When a line in the listing contains the string "lock", pick it out and copy it.
*** Opening Data supplied ***
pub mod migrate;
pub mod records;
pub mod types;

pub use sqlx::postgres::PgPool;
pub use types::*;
*** Closing Data supplied ***
*** Opening Data supplied ***
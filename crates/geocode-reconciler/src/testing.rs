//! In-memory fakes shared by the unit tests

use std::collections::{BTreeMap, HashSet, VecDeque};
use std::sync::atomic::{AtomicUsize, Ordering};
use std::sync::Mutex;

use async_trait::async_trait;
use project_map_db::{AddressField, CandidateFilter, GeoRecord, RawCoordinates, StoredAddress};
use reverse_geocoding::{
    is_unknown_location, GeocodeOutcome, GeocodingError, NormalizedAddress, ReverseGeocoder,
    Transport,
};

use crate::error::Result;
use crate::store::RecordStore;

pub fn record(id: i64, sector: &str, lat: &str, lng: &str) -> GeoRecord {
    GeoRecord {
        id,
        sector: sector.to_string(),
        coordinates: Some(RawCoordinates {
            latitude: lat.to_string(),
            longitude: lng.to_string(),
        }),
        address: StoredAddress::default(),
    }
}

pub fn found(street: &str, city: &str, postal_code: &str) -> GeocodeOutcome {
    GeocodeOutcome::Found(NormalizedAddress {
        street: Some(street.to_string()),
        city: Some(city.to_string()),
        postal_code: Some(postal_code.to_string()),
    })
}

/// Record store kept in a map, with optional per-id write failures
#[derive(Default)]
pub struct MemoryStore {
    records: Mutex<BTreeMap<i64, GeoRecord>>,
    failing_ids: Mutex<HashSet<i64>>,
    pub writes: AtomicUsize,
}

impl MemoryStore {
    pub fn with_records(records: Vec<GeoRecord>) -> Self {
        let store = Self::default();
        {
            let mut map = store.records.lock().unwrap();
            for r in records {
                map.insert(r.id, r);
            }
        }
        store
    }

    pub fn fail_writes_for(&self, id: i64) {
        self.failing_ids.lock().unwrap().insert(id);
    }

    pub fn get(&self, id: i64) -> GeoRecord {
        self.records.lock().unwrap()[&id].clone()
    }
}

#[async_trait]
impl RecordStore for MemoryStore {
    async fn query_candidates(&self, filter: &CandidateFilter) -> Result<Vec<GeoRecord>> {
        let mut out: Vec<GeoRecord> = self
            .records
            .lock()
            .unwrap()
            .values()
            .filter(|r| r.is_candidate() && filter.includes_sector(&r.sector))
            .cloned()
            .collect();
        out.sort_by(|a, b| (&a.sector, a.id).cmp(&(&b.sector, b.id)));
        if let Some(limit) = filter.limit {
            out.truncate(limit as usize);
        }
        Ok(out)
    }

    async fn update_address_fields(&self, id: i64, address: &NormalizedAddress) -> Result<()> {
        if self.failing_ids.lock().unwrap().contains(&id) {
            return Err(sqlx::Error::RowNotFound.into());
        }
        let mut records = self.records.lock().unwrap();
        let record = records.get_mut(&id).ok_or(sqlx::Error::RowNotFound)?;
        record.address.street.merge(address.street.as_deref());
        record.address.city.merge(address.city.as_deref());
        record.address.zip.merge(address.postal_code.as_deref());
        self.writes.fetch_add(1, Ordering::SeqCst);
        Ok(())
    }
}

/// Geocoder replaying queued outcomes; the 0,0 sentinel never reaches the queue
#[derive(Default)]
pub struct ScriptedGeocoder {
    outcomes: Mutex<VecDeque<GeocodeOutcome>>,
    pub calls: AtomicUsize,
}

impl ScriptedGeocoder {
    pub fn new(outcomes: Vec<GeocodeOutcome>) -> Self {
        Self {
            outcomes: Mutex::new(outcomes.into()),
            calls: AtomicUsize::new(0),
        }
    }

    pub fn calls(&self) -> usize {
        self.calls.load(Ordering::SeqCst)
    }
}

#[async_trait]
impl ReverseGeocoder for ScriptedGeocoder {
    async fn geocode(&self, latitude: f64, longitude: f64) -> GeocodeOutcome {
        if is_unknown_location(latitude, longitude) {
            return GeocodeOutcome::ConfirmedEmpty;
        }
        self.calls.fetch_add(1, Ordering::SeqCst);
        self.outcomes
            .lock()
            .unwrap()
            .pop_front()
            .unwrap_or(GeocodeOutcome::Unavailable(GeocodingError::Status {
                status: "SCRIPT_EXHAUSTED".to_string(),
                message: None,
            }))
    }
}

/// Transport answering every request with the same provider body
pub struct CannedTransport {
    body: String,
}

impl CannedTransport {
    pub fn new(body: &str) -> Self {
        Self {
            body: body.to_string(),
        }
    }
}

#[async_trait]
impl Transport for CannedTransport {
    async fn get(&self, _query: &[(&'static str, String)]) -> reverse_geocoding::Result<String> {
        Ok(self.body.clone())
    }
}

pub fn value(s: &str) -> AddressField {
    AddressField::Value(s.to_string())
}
*** Closing Data supplied ***
Exercise output.
            let mut map = store.records.lock().unwrap();
        self.failing_ids.lock().unwrap().insert(id);
        self.records.lock().unwrap()[&id].clone()
            .lock()
        if self.failing_ids.lock().unwrap().contains(&id) {
        let mut records = self.records.lock().unwrap();
            .lock()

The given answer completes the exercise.